Permalink
Find file Copy path
3901b98 Jul 24, 2018
2 contributors

Users who have contributed to this file

@s1monw @archanid
113 lines (55 sloc) 22.7 KB

Elasticsearch Team Development Constitution

Preamble

We, the team of Elasticsearch core developers, want to move as fast as we can toward a system that is reliable, robust, secure, scalable, and straightforward to use. We want to strive for innovation, replace legacy constructs and features, remove fragile code, and work toward a better user experience while keeping our users onboard with our rapid changes.

It’s crucial for us to have a shared vision of where the team is heading and maybe even more importantly why the team is going down a certain path. When Elasticsearch was the new kid on the block it shone with endless flexibility, ease of use, and rich APIs. We formed a company around that young kid and suddenly its user base shot through the roof. The support organization could barely keep up with the growing number of customers, which is a good problem to have. Yet as the number of users grew, so did the chance of things going sideways, unfortunately much more quickly than we could ever hire support engineers. We learned that much of the flexibility came from leniency, from features that worked in most cases but not all. For instance, having scripts that users can send with the request is basically a remote code execution engine and if it goes wrong it’s fatal. Even the most basic features, like settings, were very flexible but enormously fragile. Specifying a number without a unit was perfectly fine except that many users didn’t know what the default unit was. We just tried to do the right thing, which turned out to not be the right thing all the time.

Today we are in a different position. Our user base is much larger than it was in 2013 but our support organization hasn’t grown at the same rate. Yes, we handle an order of magnitude more support cases than in 2013, but this would not have been possible with the system we had back then. Now we’ve moved from a fragile but flexible system toward software that is narrower in scope. We have defined many more boundaries: stricter input validation, a security model that allows us fine grained control over permissions, and even a plugin model that provides great flexibility to add riskier features.

But hold on, we are not there yet! There are still endless problems that can have fatal consequences. Aggregations can blow up servers with a single request. Users feel the need to run Elasticsearch with 30+ GB heaps. We are still offering 27 different ways of specifying a boolean value. And this list continues…

We have a massive responsibility to our users, the support organization, the cloud hosting teams, and third party providers to offer a system that is reliable, robust, secure, and straightforward to use. For this reason we all should strive for innovation, replace legacy constructs and features, remove fragile code, and improve the user experience. Our advantage over other companies is our innovation, and innovation requires velocity. We must move and embrace change to innovate without leaving the user behind.

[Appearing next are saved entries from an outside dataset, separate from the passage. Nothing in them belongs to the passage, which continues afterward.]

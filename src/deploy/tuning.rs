// ABOUTME: Cadence and budget knobs for a deployment machine.
// ABOUTME: Wait durations, poll jitter, capacity cap, and step retry budgets.

use rand::Rng;
use serde::Deserialize;
use std::time::Duration;

use crate::machine::RetryPolicy;

/// Tunable parameters for one deployment machine.
///
/// Poll cadence is configuration, not constants: a ten-instance fleet and a
/// five-hundred-instance fleet want very different check rhythms.
#[derive(Debug, Clone, Deserialize)]
pub struct Tuning {
    /// One-time pause after the fleet mutation, before the first health poll.
    #[serde(default = "default_wait_for_deploy", with = "humantime_serde")]
    pub wait_for_deploy: Duration,

    /// Pause between health poll cycles.
    #[serde(default = "default_poll_interval", with = "humantime_serde")]
    pub poll_interval: Duration,

    /// Maximum uniformly-random addition to each poll pause, to keep many
    /// concurrent executions from querying in lockstep.
    #[serde(default = "default_poll_jitter", with = "humantime_serde")]
    pub poll_jitter: Duration,

    /// Upper bound on any service's desired capacity.
    #[serde(default = "default_max_capacity")]
    pub max_capacity: u32,

    #[serde(default)]
    pub retry: RetryTuning,
}

/// Retry budget applied to the steps that call flaky external APIs.
#[derive(Debug, Clone, Deserialize)]
pub struct RetryTuning {
    #[serde(default = "default_retry_attempts")]
    pub max_attempts: u32,

    #[serde(default = "default_retry_base_delay", with = "humantime_serde")]
    pub base_delay: Duration,

    #[serde(default = "default_retry_max_delay", with = "humantime_serde")]
    pub max_delay: Duration,
}

impl RetryTuning {
    pub fn policy(&self) -> RetryPolicy {
        RetryPolicy {
            max_attempts: self.max_attempts,
            base_delay: self.base_delay,
            max_delay: self.max_delay,
        }
    }
}

impl Default for Tuning {
    fn default() -> Self {
        Self {
            wait_for_deploy: default_wait_for_deploy(),
            poll_interval: default_poll_interval(),
            poll_jitter: default_poll_jitter(),
            max_capacity: default_max_capacity(),
            retry: RetryTuning::default(),
        }
    }
}

impl Default for RetryTuning {
    fn default() -> Self {
        Self {
            max_attempts: default_retry_attempts(),
            base_delay: default_retry_base_delay(),
            max_delay: default_retry_max_delay(),
        }
    }
}

/// A poll pause with its random jitter applied.
pub(crate) fn jittered(base: Duration, jitter: Duration) -> Duration {
    if jitter.is_zero() {
        return base;
    }
    let extra = rand::rng().random_range(0..=jitter.as_millis() as u64);
    base + Duration::from_millis(extra)
}

fn default_wait_for_deploy() -> Duration {
    Duration::from_secs(30)
}

fn default_poll_interval() -> Duration {
    Duration::from_secs(15)
}

fn default_poll_jitter() -> Duration {
    Duration::from_secs(2)
}

fn default_max_capacity() -> u32 {
    100
}

fn default_retry_attempts() -> u32 {
    3
}

fn default_retry_base_delay() -> Duration {
    Duration::from_millis(250)
}

fn default_retry_max_delay() -> Duration {
    Duration::from_secs(5)
}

The following sections are a collection of principles and guidelines for designing, refactoring, or removing code from the Elasticsearch codebase. These points are unordered and mostly uncategorized and should be seen as a constitution of software development within the Elasticsearch team.

Designing features

  • Progress over perfection. We have followed this approach for many years now which allows us to make large changes over time without big bang commits originating from massive pull requests. For example, the completion suggester was added in the early days of Elasticsearch without support for realtime updates and specifically deletes. This means that deleting a document in Elasticsearch wasn’t immediately reflected in the suggestions. It was a hard problem at the time and about three years later we added support for bitset filters to the Lucene suggester as well as to Elasticsearch. Meanwhile it’s been an acceptable solution for many users out there, with many bugs fixed and the evolution toward a document based suggester. It was all about progress over perfection.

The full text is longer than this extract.